Exercise objective - Only one span of the listing below should come back. It runs from the line with "pub fn planet_ids(&self)" through the line with "kind, a, b, ..", and each of its lines must be reproduced exactly.

Given entries -

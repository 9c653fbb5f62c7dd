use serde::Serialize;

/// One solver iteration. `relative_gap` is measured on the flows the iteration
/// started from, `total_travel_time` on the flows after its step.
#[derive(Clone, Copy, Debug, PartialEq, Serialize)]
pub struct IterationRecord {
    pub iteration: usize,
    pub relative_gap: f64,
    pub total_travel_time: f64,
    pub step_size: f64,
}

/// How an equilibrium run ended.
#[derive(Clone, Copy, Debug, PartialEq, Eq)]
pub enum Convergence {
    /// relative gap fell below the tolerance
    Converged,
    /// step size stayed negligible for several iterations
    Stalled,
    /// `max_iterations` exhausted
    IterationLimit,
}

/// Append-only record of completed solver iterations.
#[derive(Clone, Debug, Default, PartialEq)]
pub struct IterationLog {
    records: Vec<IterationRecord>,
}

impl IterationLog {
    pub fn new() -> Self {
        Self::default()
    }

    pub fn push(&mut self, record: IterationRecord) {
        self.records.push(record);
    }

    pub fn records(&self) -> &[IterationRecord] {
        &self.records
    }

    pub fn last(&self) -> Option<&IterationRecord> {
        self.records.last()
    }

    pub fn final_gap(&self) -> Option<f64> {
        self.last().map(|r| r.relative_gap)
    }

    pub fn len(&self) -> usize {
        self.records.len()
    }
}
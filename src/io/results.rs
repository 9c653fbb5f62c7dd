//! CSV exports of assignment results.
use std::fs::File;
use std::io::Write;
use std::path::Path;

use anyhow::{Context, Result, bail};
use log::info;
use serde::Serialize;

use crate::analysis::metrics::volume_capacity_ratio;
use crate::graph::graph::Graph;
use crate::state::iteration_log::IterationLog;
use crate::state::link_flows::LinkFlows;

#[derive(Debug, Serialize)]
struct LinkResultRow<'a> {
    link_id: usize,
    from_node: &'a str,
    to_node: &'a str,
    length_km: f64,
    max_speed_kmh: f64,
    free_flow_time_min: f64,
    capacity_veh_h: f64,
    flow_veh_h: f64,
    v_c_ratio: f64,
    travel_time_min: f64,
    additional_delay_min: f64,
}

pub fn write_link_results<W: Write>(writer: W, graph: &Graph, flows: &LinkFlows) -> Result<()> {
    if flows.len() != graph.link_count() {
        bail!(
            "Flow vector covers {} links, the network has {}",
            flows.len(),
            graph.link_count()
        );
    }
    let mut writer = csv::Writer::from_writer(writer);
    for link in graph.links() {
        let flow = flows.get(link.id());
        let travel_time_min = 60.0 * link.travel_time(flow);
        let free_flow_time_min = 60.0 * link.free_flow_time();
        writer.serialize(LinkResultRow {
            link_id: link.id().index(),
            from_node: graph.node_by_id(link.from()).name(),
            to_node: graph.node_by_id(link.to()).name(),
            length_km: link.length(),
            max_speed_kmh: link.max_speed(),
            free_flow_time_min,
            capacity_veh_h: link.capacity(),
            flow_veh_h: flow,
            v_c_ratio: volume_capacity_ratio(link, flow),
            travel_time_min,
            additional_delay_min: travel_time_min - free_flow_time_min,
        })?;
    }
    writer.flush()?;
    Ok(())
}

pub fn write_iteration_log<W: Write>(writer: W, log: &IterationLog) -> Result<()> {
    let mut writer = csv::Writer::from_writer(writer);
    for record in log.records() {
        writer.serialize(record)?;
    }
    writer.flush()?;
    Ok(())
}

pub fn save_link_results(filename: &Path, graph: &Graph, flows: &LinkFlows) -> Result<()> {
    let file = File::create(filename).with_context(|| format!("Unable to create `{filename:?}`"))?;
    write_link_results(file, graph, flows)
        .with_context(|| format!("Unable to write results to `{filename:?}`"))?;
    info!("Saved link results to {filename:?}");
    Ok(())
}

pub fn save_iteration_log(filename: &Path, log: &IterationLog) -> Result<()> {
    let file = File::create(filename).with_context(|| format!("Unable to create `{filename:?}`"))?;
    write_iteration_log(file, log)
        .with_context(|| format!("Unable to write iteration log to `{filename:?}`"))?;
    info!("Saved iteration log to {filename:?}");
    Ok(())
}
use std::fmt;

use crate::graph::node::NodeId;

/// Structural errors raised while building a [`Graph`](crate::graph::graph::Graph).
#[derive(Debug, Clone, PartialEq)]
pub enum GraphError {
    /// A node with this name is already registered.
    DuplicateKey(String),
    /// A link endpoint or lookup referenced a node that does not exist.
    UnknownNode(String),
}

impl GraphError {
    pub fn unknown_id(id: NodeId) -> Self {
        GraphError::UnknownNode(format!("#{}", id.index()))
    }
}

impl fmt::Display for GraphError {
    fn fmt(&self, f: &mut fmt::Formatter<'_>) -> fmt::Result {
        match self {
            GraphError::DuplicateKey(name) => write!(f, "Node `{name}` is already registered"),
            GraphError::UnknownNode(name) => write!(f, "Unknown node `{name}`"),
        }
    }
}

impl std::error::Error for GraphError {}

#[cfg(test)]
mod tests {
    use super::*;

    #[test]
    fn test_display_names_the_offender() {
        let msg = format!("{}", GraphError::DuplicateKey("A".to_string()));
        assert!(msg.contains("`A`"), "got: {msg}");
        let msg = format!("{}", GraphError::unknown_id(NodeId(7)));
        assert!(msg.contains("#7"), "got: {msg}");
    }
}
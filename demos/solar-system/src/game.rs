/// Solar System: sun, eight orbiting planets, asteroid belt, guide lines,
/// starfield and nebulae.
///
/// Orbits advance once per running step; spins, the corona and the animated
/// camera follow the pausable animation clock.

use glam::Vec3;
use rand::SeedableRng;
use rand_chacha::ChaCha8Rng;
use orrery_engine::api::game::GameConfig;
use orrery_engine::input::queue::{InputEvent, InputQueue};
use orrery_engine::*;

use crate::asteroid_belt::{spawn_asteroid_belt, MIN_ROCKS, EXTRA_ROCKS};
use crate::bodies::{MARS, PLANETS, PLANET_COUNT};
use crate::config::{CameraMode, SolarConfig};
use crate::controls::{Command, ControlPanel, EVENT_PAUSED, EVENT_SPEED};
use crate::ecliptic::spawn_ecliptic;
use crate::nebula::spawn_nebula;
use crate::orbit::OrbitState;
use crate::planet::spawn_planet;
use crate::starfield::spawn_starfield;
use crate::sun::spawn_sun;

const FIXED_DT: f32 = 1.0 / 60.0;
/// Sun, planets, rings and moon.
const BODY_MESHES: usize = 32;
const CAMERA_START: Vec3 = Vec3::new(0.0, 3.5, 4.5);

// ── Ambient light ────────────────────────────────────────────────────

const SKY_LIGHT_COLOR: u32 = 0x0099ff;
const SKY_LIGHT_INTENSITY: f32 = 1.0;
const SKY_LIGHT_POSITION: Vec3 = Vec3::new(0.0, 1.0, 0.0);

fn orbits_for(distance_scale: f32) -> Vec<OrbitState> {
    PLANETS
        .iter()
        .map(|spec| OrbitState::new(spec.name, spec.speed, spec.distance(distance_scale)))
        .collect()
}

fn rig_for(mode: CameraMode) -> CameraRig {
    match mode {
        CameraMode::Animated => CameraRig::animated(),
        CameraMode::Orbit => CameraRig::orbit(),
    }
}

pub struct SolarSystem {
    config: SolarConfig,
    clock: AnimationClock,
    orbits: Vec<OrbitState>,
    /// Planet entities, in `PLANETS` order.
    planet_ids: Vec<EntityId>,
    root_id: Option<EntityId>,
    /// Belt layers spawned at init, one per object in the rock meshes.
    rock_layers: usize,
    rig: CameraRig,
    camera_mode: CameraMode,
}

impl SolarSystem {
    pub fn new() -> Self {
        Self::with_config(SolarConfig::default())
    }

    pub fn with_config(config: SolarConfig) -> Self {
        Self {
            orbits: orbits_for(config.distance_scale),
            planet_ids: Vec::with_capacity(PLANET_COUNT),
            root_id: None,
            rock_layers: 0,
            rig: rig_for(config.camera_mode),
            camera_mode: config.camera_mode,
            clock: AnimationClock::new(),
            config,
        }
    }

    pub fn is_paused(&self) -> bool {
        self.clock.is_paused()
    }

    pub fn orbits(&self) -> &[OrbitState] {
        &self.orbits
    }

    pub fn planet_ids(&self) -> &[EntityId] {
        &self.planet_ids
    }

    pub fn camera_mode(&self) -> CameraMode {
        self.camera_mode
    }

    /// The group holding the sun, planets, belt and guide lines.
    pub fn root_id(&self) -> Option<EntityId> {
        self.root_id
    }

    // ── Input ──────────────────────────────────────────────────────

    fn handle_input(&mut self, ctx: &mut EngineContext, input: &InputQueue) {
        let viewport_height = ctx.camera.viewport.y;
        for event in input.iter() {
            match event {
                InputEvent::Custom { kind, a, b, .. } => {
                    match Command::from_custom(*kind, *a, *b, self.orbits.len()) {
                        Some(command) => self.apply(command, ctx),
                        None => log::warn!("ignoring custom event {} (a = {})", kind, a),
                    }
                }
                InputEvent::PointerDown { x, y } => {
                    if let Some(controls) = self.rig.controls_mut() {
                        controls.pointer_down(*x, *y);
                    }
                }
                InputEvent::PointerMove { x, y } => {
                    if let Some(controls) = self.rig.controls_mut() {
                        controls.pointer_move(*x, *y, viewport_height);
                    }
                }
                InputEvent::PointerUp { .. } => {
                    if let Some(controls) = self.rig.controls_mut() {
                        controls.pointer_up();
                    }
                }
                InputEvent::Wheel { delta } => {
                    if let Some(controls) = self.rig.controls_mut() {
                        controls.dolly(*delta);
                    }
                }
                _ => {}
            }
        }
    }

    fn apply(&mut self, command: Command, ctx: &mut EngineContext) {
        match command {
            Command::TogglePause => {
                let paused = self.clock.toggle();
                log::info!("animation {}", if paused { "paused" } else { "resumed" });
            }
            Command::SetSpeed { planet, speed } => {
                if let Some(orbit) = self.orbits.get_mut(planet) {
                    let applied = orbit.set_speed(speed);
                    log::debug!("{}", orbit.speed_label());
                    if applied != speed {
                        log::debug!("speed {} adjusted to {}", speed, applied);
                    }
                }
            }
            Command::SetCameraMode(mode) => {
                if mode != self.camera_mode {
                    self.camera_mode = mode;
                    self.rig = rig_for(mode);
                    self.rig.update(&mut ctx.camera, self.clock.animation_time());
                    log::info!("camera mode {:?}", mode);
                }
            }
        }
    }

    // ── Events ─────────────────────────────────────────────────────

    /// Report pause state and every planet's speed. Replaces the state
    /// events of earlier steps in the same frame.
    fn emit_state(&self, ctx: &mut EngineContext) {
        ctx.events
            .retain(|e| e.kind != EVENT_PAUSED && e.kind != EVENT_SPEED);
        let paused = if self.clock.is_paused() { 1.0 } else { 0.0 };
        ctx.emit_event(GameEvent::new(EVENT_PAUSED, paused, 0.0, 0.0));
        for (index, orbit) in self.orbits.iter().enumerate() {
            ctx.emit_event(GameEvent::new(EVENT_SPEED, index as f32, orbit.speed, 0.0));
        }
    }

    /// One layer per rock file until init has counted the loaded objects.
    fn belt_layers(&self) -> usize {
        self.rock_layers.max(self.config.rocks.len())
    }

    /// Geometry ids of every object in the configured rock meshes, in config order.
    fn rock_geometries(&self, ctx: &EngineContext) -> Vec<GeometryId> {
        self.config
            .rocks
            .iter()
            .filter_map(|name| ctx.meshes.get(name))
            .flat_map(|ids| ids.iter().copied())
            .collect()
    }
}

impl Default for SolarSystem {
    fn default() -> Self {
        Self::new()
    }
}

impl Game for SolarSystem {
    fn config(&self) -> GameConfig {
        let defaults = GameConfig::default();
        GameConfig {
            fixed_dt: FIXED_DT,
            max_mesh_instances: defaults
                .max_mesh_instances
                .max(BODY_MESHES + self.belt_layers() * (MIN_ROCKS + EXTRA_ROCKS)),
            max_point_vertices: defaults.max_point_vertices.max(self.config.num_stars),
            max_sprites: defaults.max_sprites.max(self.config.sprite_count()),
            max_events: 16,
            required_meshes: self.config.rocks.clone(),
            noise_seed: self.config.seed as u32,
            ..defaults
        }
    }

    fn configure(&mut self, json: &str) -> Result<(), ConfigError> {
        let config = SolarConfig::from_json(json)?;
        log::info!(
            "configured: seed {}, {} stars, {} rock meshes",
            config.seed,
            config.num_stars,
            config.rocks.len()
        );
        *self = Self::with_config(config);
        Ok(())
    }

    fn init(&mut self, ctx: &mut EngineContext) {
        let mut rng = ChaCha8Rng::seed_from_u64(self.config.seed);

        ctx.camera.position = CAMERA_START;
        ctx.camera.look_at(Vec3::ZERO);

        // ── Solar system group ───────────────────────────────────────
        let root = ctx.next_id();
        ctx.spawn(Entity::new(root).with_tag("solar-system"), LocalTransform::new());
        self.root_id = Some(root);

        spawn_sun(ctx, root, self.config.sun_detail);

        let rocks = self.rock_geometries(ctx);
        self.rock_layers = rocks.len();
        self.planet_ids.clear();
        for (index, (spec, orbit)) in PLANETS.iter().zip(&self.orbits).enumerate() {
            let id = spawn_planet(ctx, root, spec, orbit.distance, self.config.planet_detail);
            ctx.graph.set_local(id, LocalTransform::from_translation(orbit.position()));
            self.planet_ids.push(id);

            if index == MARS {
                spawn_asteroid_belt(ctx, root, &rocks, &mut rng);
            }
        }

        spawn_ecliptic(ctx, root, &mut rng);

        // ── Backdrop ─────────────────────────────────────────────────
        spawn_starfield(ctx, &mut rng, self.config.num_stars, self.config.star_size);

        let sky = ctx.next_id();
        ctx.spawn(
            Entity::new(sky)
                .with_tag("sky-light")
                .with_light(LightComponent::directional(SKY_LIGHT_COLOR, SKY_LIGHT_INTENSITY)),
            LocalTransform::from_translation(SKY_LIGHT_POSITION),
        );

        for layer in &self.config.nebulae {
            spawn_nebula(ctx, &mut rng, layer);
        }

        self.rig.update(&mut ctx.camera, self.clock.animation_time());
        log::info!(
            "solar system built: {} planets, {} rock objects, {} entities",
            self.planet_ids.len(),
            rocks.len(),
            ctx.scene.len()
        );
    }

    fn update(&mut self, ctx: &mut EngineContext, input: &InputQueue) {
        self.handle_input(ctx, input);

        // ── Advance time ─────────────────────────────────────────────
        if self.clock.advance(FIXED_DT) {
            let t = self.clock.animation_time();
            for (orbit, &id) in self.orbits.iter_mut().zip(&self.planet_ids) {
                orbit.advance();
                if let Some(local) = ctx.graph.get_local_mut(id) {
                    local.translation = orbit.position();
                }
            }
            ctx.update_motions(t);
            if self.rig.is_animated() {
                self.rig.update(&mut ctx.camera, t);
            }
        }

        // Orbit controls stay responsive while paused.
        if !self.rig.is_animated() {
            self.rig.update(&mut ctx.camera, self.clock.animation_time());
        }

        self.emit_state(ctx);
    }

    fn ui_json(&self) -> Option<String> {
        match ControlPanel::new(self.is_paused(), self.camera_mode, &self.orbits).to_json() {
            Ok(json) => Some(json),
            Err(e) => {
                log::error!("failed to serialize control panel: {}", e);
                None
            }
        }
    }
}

Solution below -
    pub fn planet_ids(&self) -> &[EntityId] {
        &self.planet_ids
    }

    pub fn camera_mode(&self) -> CameraMode {
        self.camera_mode
    }

    /// The group holding the sun, planets, belt and guide lines.
    pub fn root_id(&self) -> Option<EntityId> {
        self.root_id
    }

    // ── Input ──────────────────────────────────────────────────────

    fn handle_input(&mut self, ctx: &mut EngineContext, input: &InputQueue) {
        let viewport_height = ctx.camera.viewport.y;
        for event in input.iter() {
            match event {
                InputEvent::Custom { kind, a, b, .. } => {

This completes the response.